“Cal only hates it because he hates managing people. He likes marketing and design.” Angie strode beside him, not at all picking up his hints that he wasn’t in the mood for company. “He’s not the right person to be CEO, but Mom can’t see it.”
He stopped because this was the most open he’d heard Angie be about everything that was going on at Beaumont Oil. “You think you are?”
“One day I will be. Not now. I don’t have any experience because I didn’t work there the way Cal and Wes did during the summers. My father thought I should be learning more feminine things like how to dance ridiculous old dances that haven’t been popular in years. I can fox-trot with the best of them. No, I’m not the person who can keep things running. My mother is. She should take the CEO position. She’s got the votes for it. Right after my father died, she bought back some of the stock he’d sold off. We have a fifty-two percent stake in the company because Mom said you should never cut it too close.”
He hadn’t known his aunt had made a move like that. “I thought the family always owned the majority share.”
“Dad sold some stock off to cover a couple of bad investments he’d made,” Angie admitted. “It wasn’t much. Four percent, but it took us under the majority vote threshold, and my mother doesn’t like to take chances. That’s one of the reasons I think the company would be safe in her hands. I’m hoping she’ll finally see that I’m the one who should eventually take over. Cal will be far happier if he can have some freedom. He’s actually quite a good artist, but he wasn’t allowed to study it. The only reason Dad let him major in marketing was he’d decided Wes was his real heir.”
“Well, I hope you get what you want.” He stood outside the door of the shop. Now that he was done with the gazebo, he would have absolutely nothing to do if he wasn’t working with Sera. He had to find a way to make her understand it was okay to tell his family about Luc.
Or he had to take the chance that she would never want to tell and live with it.
One way or another, he couldn’t let her go. Not without a fight. He was in love with her.
Angie started to turn but faced him again. “I know that you think you want Sera, but I hope you’ve given some consideration to what we talked about the other day.”
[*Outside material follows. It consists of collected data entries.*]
use std::path::PathBuf;

use clap::Parser;
use log::LevelFilter;
use log4rs::append::console::{ConsoleAppender, Target};
use log4rs::append::file::FileAppender;
use log4rs::config::{Appender, Config, Root};
use log4rs::encode::pattern::PatternEncoder;

use visual_stim::error::StimError;
use visual_stim::plot::{plot_electrode, plot_experimenter_bias};
use visual_stim::sampler::mock_stim_data;

#[derive(Parser, Debug)]
struct Args {
    /// The seed used for mock data sampling
    #[arg(long, default_value = "0")]
    seed: u64,
    /// The rat whose electrodes are plotted
    #[arg(long, default_value = "4")]
    rat_id: usize,
    /// The repetition whose electrodes are plotted
    #[arg(long, default_value = "2")]
    rep_number: usize,
    /// The electrodes to plot, in panel order (1 to 10)
    #[arg(long, value_delimiter = ',', default_value = "1,3,7")]
    electrodes: Vec<usize>,
    /// The directory where the figures are saved
    #[arg(long, default_value = ".")]
    output_dir: PathBuf,
    /// Print the experimenter statistics as JSON
    #[arg(long)]
    json: bool,
    /// Also write the log to this file
    #[arg(long)]
    log_file: Option<PathBuf>,
    /// Log debug messages
    #[arg(short, long)]
    verbose: bool,
}

fn init_logging(args: &Args) -> Result<(), StimError> {
    let pattern = "{l} - {m}\n";
    let level = if args.verbose {
        LevelFilter::Debug
    } else {
        LevelFilter::Info
    };

    let console = ConsoleAppender::builder()
        .target(Target::Stderr)
        .encoder(Box::new(PatternEncoder::new(pattern)))
        .build();
    let mut config = Config::builder().appender(Appender::builder().build("console", Box::new(console)));
    let mut root = Root::builder().appender("console");

    if let Some(log_path) = &args.log_file {
        let logfile = FileAppender::builder()
            .encoder(Box::new(PatternEncoder::new(pattern)))
            .build(log_path)
            .map_err(|e| StimError::IOError(e.to_string()))?;
        config = config.appender(Appender::builder().build("logfile", Box::new(logfile)));
        root = root.appender("logfile");
    }

    let config = config
        .build(root.build(level))
        .map_err(|e| StimError::IOError(e.to_string()))?;
    log4rs::init_config(config).map_err(|e| StimError::IOError(e.to_string()))?;
    Ok(())
}

fn main() -> Result<(), StimError> {
    let args = Args::parse();
    init_logging(&args)?;
    log::info!("{:?}", args);

    let stim_data = mock_stim_data(args.seed)?;
    log::info!("Mock data sampling done! Experimenters: {:?}", stim_data.experimenters());

    std::fs::create_dir_all(&args.output_dir)?;

    let electrode_path = args.output_dir.join(format!(
        "rat{}_rep{}_electrodes.png",
        args.rat_id, args.rep_number
    ));
    plot_electrode(
        &stim_data,
        args.rat_id,
        args.rep_number,
        &args.electrodes,
        &electrode_path,
    )?;

    let bias = stim_data.experimenter_bias();
    for group in bias.groups.iter() {
        match &group.stats {
            Some(stats) => log::info!(
                "{}: {} rats, mean {:.4}, std {:.4}, median {:.4}",
                group.experimenter,
                group.num_subjects,
                stats.mean,
                stats.std,
                stats.median
            ),
            None => log::info!("{}: no rat recorded", group.experimenter),
        }
    }
    if args.json {
        let summary =
            serde_json::to_string_pretty(&bias).map_err(|e| StimError::IOError(e.to_string()))?;
        println!("{}", summary);
    }

    plot_experimenter_bias(&bias, &args.output_dir.join("experimenter_bias.png"))?;
    Ok(())
}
When she’d tried to warn him off. “I assure you, I’ve thought about very little except Sera. I was up most of the night thinking about whether or not we can work it out. We had an argument. You might get your wish.”
“It wasn’t my wish.” Angie’s shoe tapped on the concrete drive. “What did you fight about?”
He couldn’t tell her. He’d promised Sera and he meant to keep that promise. This wasn’t his secret to tell. “It doesn’t matter. I’ve got to find a way to make it up to her.”
He didn’t even really understand what he was making up, and that was the problem. He hadn’t listened enough the night before. He should have been patient and listened to her.
“Or you can understand that there are some things that aren’t meant to be. I know it seems like Mom is coming around on Sera, but at some point we’ll all find out this has been a major manipulation,” Angie said with a sigh. “I love her, but she’s never going to accept someone like Sera in our family. She would have done anything for Wes. Anything but accept Sera. He tried to date her for years.”
“She wasn’t interested in him that way.” Now that he was thinking about it from her perspective, of course she’d been scared. He still wasn’t sure it was right never to let Luc know a part of his family, but he could see how she’d been in a corner and hadn’t known how to get out.
“She had to have been at least once,” Angie said under her breath.
He stopped because that had been said with a fine edge of distaste. “What did you say?”
She shook her head. “Nothing. I’m sad you got hurt. It’s exactly what I was trying to avoid. It’s why I talked to you about it when I realized you were getting serious.”
But that wasn’t what she’d said. Her arguments against his relationship with Sera hadn’t been about him getting his heart broken. No. They’d been about Luc. And that vaguely disgusted comment about Sera and Wes had been about Luc, too. He felt his eyes narrow. “You know.”
“Know? Know what? I’m afraid I didn’t know you’d broken up. It hasn’t made the rounds yet, but it will. Everything does around here.”